◆ **WORKING DATA**
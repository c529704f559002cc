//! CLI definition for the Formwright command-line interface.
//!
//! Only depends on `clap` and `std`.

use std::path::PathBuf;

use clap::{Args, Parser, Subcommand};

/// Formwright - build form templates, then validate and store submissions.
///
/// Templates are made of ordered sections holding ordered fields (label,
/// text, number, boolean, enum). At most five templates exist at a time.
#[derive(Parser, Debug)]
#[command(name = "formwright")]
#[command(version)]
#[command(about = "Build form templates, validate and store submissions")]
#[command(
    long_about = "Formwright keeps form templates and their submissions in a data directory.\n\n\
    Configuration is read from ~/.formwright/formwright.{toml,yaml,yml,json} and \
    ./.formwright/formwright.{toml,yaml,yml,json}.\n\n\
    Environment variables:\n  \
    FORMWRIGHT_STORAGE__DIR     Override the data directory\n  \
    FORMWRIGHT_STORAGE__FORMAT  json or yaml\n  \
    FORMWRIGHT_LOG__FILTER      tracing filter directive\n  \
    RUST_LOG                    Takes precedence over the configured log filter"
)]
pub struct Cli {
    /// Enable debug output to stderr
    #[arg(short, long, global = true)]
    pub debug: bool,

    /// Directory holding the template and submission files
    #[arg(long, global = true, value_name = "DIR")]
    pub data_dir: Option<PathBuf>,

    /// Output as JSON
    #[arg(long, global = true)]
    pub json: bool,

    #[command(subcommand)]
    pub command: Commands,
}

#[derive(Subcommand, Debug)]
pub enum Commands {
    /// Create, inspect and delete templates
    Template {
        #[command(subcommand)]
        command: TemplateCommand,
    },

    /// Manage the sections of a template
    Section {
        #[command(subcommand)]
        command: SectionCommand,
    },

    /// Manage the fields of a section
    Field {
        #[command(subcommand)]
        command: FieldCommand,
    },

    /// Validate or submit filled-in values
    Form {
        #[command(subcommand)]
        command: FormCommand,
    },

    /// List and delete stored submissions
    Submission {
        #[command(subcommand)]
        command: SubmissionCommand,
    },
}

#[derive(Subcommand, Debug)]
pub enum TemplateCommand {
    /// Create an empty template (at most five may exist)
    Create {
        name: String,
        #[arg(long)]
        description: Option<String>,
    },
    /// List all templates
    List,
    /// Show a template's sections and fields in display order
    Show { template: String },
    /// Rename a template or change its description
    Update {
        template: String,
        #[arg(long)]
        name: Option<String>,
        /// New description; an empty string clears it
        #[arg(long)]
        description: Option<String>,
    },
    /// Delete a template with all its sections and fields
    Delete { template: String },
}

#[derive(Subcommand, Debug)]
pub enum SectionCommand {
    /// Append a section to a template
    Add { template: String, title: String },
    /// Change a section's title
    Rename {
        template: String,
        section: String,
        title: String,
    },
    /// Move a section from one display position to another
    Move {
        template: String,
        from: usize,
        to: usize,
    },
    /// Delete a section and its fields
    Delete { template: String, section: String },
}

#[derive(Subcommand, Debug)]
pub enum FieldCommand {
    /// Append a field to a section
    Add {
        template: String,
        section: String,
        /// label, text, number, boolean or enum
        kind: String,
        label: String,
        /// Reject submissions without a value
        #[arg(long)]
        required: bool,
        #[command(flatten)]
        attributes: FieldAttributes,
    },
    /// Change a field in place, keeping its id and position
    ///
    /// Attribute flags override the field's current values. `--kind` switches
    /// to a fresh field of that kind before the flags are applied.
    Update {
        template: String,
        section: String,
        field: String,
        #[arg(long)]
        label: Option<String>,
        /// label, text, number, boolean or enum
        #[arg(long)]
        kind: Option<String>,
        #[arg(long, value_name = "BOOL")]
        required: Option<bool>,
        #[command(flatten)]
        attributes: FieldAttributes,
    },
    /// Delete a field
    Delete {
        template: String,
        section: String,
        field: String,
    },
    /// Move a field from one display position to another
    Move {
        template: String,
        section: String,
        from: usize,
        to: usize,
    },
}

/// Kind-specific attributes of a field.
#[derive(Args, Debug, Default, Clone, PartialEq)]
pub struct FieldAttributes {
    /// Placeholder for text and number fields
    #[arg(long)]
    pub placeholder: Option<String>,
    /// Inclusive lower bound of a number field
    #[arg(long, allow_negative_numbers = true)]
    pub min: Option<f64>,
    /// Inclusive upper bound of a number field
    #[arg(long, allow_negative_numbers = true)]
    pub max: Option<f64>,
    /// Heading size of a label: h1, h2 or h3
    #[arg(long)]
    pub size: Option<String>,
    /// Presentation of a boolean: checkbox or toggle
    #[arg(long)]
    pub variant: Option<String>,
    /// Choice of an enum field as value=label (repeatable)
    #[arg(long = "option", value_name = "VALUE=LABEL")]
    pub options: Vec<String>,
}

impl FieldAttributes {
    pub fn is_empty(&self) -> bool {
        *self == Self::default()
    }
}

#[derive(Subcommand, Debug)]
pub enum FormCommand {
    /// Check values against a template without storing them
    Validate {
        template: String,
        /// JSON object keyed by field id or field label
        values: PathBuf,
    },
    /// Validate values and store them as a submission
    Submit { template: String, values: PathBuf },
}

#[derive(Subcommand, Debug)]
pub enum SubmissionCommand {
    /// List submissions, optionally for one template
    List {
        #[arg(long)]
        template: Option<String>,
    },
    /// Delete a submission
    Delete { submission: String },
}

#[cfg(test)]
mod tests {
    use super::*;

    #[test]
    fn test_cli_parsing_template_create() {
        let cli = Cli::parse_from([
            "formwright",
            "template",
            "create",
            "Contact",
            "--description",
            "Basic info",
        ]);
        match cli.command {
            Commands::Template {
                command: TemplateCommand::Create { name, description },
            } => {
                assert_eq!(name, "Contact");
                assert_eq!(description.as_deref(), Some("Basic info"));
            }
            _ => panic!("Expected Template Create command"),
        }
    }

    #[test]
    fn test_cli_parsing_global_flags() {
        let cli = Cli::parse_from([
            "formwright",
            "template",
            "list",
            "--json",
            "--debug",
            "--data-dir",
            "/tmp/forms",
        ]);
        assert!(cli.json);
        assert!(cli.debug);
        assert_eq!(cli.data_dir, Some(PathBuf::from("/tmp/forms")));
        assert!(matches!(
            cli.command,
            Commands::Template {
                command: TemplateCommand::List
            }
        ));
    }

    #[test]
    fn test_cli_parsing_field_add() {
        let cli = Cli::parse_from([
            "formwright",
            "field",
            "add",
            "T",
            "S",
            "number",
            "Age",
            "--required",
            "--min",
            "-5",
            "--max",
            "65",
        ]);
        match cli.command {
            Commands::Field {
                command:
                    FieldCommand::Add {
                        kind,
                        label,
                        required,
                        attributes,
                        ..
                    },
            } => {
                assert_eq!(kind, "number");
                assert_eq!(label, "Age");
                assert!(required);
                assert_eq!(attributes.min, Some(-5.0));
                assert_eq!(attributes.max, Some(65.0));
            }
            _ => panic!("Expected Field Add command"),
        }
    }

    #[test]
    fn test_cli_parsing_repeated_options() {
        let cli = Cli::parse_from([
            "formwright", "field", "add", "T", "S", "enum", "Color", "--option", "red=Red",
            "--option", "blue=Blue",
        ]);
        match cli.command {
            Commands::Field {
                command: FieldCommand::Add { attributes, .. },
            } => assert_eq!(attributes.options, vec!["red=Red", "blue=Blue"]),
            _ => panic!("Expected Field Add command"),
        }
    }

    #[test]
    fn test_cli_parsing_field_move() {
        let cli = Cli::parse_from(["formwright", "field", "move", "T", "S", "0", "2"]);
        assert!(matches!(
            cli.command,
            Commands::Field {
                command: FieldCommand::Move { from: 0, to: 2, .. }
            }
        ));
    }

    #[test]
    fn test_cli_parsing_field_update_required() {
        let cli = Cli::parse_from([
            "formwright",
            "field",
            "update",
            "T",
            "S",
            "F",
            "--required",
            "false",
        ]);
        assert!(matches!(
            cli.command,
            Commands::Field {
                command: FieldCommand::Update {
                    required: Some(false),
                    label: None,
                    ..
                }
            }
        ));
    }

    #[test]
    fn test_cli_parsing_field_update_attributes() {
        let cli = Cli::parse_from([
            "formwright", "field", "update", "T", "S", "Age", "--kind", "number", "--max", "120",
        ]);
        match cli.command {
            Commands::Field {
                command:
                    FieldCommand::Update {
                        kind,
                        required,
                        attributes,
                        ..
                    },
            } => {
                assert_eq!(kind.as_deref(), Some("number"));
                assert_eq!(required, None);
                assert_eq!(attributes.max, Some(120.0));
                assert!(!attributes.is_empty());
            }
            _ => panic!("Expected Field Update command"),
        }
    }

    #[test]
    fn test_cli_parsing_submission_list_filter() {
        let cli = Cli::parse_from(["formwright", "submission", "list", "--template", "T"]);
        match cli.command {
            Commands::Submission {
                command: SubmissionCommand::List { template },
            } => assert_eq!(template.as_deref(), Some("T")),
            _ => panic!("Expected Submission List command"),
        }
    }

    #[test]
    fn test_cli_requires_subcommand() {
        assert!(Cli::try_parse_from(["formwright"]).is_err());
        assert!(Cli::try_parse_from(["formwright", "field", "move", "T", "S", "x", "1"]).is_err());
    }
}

◆ **TASK GOAL**
Transcribe the records from their first line. Stop after the line with "#[command(version)]", including it.

◆ **EXERCISE SOLUTION**
repository c529704f559002cc
//! CLI definition for the Formwright command-line interface.
//!
//! Only depends on `clap` and `std`.

use std::path::PathBuf;

use clap::{Args, Parser, Subcommand};

/// Formwright - build form templates, then validate and store submissions.
///
/// Templates are made of ordered sections holding ordered fields (label,
/// text, number, boolean, enum). At most five templates exist at a time.
#[derive(Parser, Debug)]
#[command(name = "formwright")]
#[command(version)]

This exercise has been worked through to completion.